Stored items
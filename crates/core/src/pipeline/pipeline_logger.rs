use std::collections::BTreeMap;
use std::time::Instant;

/// Cross-cutting logger for compositor events.
///
/// Keeps the render loop independent of where its diagnostics go (stdout,
/// a host application, nowhere).
pub trait PipelineLogger: Send {
    /// Report the number of frames rendered so far. Live sources have no
    /// known total.
    fn progress(&mut self, frames_rendered: usize);

    /// Record how long a named stage (`detect`, `render`) took.
    fn timing(&mut self, stage: &str, duration_ms: f64);

    /// Record a point-in-time metric (e.g. faces per frame, dropped frames).
    fn metric(&mut self, name: &str, value: f64);

    /// Log a human-readable status message.
    fn info(&mut self, message: &str);

    /// Emit an end-of-pipeline summary. Default: no-op.
    fn summary(&self) {}
}

/// Silent logger that discards all events.
pub struct NullPipelineLogger;

impl PipelineLogger for NullPipelineLogger {
    fn progress(&mut self, _frames_rendered: usize) {}
    fn timing(&mut self, _stage: &str, _duration_ms: f64) {}
    fn metric(&mut self, _name: &str, _value: f64) {}
    fn info(&mut self, _message: &str) {}
}

/// Count, sum and maximum of a stream of samples.
///
/// Constant size, so a live source can run indefinitely.
#[derive(Debug, Clone, Copy, Default, PartialEq)]
pub struct RunningStats {
    pub count: usize,
    pub sum: f64,
    pub max: f64,
}

impl RunningStats {
    fn record(&mut self, value: f64) {
        self.max = if self.count == 0 {
            value
        } else {
            self.max.max(value)
        };
        self.count += 1;
        self.sum += value;
    }

    pub fn mean(&self) -> f64 {
        if self.count == 0 {
            0.0
        } else {
            self.sum / self.count as f64
        }
    }
}

/// Logger for the CLI: folds timings and metrics into running stats and
/// prints a report when the compositor stops.
///
/// Progress is logged every `every_frames` frames.
pub struct StdoutPipelineLogger {
    every_frames: usize,
    stages: BTreeMap<String, RunningStats>,
    metrics: BTreeMap<String, RunningStats>,
    started: Instant,
    frames_rendered: usize,
}

impl StdoutPipelineLogger {
    pub fn new(every_frames: usize) -> Self {
        Self {
            every_frames: every_frames.max(1),
            stages: BTreeMap::new(),
            metrics: BTreeMap::new(),
            started: Instant::now(),
            frames_rendered: 0,
        }
    }

    pub fn stage_stats(&self, stage: &str) -> Option<RunningStats> {
        self.stages.get(stage).copied()
    }

    pub fn metric_stats(&self, name: &str) -> Option<RunningStats> {
        self.metrics.get(name).copied()
    }

    /// Formats the end-of-run report, or `None` if nothing was recorded.
    pub fn summary_string(&self) -> Option<String> {
        if self.stages.is_empty() && self.metrics.is_empty() {
            return None;
        }

        let wall_s = self.started.elapsed().as_secs_f64();
        let frames = self.frames_rendered;
        let mut out = format!("Compositor summary ({frames} frames in {wall_s:.1}s)");

        for (stage, stats) in &self.stages {
            let share = if wall_s > 0.0 {
                stats.sum / (wall_s * 10.0)
            } else {
                0.0
            };
            out.push_str(&format!(
                "\n  {stage:<10} mean {:6.1}ms  worst {:6.1}ms  {share:4.1}% of wall time",
                stats.mean(),
                stats.max
            ));
        }
        for (name, stats) in &self.metrics {
            out.push_str(&format!(
                "\n  {name:<10} mean {:.1}  peak {:.0}",
                stats.mean(),
                stats.max
            ));
        }
        if frames > 0 && wall_s > 0.0 {
            out.push_str(&format!("\n  achieved {:.1} fps", frames as f64 / wall_s));
        }
        Some(out)
    }
}

impl Default for StdoutPipelineLogger {
    fn default() -> Self {
        Self::new(30)
    }
}

impl PipelineLogger for StdoutPipelineLogger {
    fn progress(&mut self, frames_rendered: usize) {
        self.frames_rendered = frames_rendered;
        if frames_rendered > 0 && frames_rendered % self.every_frames == 0 {
            log::info!("Rendered {frames_rendered} frames");
        }
    }

    fn timing(&mut self, stage: &str, duration_ms: f64) {
        if let Some(stats) = self.stages.get_mut(stage) {
            stats.record(duration_ms);
        } else {
            let mut stats = RunningStats::default();
            stats.record(duration_ms);
            self.stages.insert(stage.to_owned(), stats);
        }
    }

    fn metric(&mut self, name: &str, value: f64) {
        self.metrics.entry(name.to_owned()).or_default().record(value);
    }

    fn info(&mut self, message: &str) {
        log::info!("{message}");
    }

    fn summary(&self) {
        match self.summary_string() {
            Some(report) => log::info!("\n\n{report}"),
            None => log::info!("Compositor stopped before rendering anything"),
        }
    }
}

# WORK ITEM:
The records must each be output verbatim, with nothing left out.

# TASK SOLUTION:
filename crates/core/src/pipeline/pipeline_logger.rs
use std::collections::BTreeMap;
use std::time::Instant;

/// Cross-cutting logger for compositor events.
///
/// Keeps the render loop independent of where its diagnostics go (stdout,
/// a host application, nowhere).
pub trait PipelineLogger: Send {
    /// Report the number of frames rendered so far. Live sources have no
    /// known total.
    fn progress(&mut self, frames_rendered: usize);

    /// Record how long a named stage (`detect`, `render`) took.
    fn timing(&mut self, stage: &str, duration_ms: f64);

    /// Record a point-in-time metric (e.g. faces per frame, dropped frames).
    fn metric(&mut self, name: &str, value: f64);

    /// Log a human-readable status message.
    fn info(&mut self, message: &str);

    /// Emit an end-of-pipeline summary. Default: no-op.
    fn summary(&self) {}
}

/// Silent logger that discards all events.
pub struct NullPipelineLogger;

impl PipelineLogger for NullPipelineLogger {
    fn progress(&mut self, _frames_rendered: usize) {}
    fn timing(&mut self, _stage: &str, _duration_ms: f64) {}
    fn metric(&mut self, _name: &str, _value: f64) {}
    fn info(&mut self, _message: &str) {}
}

/// Count, sum and maximum of a stream of samples.
///
/// Constant size, so a live source can run indefinitely.
#[derive(Debug, Clone, Copy, Default, PartialEq)]
pub struct RunningStats {
    pub count: usize,
    pub sum: f64,
    pub max: f64,
}

impl RunningStats {
    fn record(&mut self, value: f64) {
        self.max = if self.count == 0 {
            value
        } else {
            self.max.max(value)
        };
        self.count += 1;
        self.sum += value;
    }

    pub fn mean(&self) -> f64 {
        if self.count == 0 {
            0.0
        } else {
            self.sum / self.count as f64
        }
    }
}

/// Logger for the CLI: folds timings and metrics into running stats and
/// prints a report when the compositor stops.
///
/// Progress is logged every `every_frames` frames.
pub struct StdoutPipelineLogger {
    every_frames: usize,
    stages: BTreeMap<String, RunningStats>,
    metrics: BTreeMap<String, RunningStats>,
    started: Instant,
    frames_rendered: usize,
}

impl StdoutPipelineLogger {
    pub fn new(every_frames: usize) -> Self {
        Self {
            every_frames: every_frames.max(1),
            stages: BTreeMap::new(),
            metrics: BTreeMap::new(),
            started: Instant::now(),
            frames_rendered: 0,
        }
    }

    pub fn stage_stats(&self, stage: &str) -> Option<RunningStats> {
        self.stages.get(stage).copied()
    }

    pub fn metric_stats(&self, name: &str) -> Option<RunningStats> {
        self.metrics.get(name).copied()
    }

    /// Formats the end-of-run report, or `None` if nothing was recorded.
    pub fn summary_string(&self) -> Option<String> {
        if self.stages.is_empty() && self.metrics.is_empty() {
            return None;
        }

        let wall_s = self.started.elapsed().as_secs_f64();
        let frames = self.frames_rendered;
        let mut out = format!("Compositor summary ({frames} frames in {wall_s:.1}s)");

        for (stage, stats) in &self.stages {
            let share = if wall_s > 0.0 {
                stats.sum / (wall_s * 10.0)
            } else {
                0.0
            };
            out.push_str(&format!(
                "\n  {stage:<10} mean {:6.1}ms  worst {:6.1}ms  {share:4.1}% of wall time",
                stats.mean(),
                stats.max
            ));
        }
        for (name, stats) in &self.metrics {
            out.push_str(&format!(
                "\n  {name:<10} mean {:.1}  peak {:.0}",
                stats.mean(),
                stats.max
            ));
        }
        if frames > 0 && wall_s > 0.0 {
            out.push_str(&format!("\n  achieved {:.1} fps", frames as f64 / wall_s));
        }
        Some(out)
    }
}

impl Default for StdoutPipelineLogger {
    fn default() -> Self {
        Self::new(30)
    }
}

impl PipelineLogger for StdoutPipelineLogger {
    fn progress(&mut self, frames_rendered: usize) {
        self.frames_rendered = frames_rendered;
        if frames_rendered > 0 && frames_rendered % self.every_frames == 0 {
            log::info!("Rendered {frames_rendered} frames");
        }
    }

    fn timing(&mut self, stage: &str, duration_ms: f64) {
        if let Some(stats) = self.stages.get_mut(stage) {
            stats.record(duration_ms);
        } else {
            let mut stats = RunningStats::default();
            stats.record(duration_ms);
            self.stages.insert(stage.to_owned(), stats);
        }
    }

    fn metric(&mut self, name: &str, value: f64) {
        self.metrics.entry(name.to_owned()).or_default().record(value);
    }

    fn info(&mut self, message: &str) {
        log::info!("{message}");
    }

    fn summary(&self) {
        match self.summary_string() {
            Some(report) => log::info!("\n\n{report}"),
            None => log::info!("Compositor stopped before rendering anything"),
        }
    }
}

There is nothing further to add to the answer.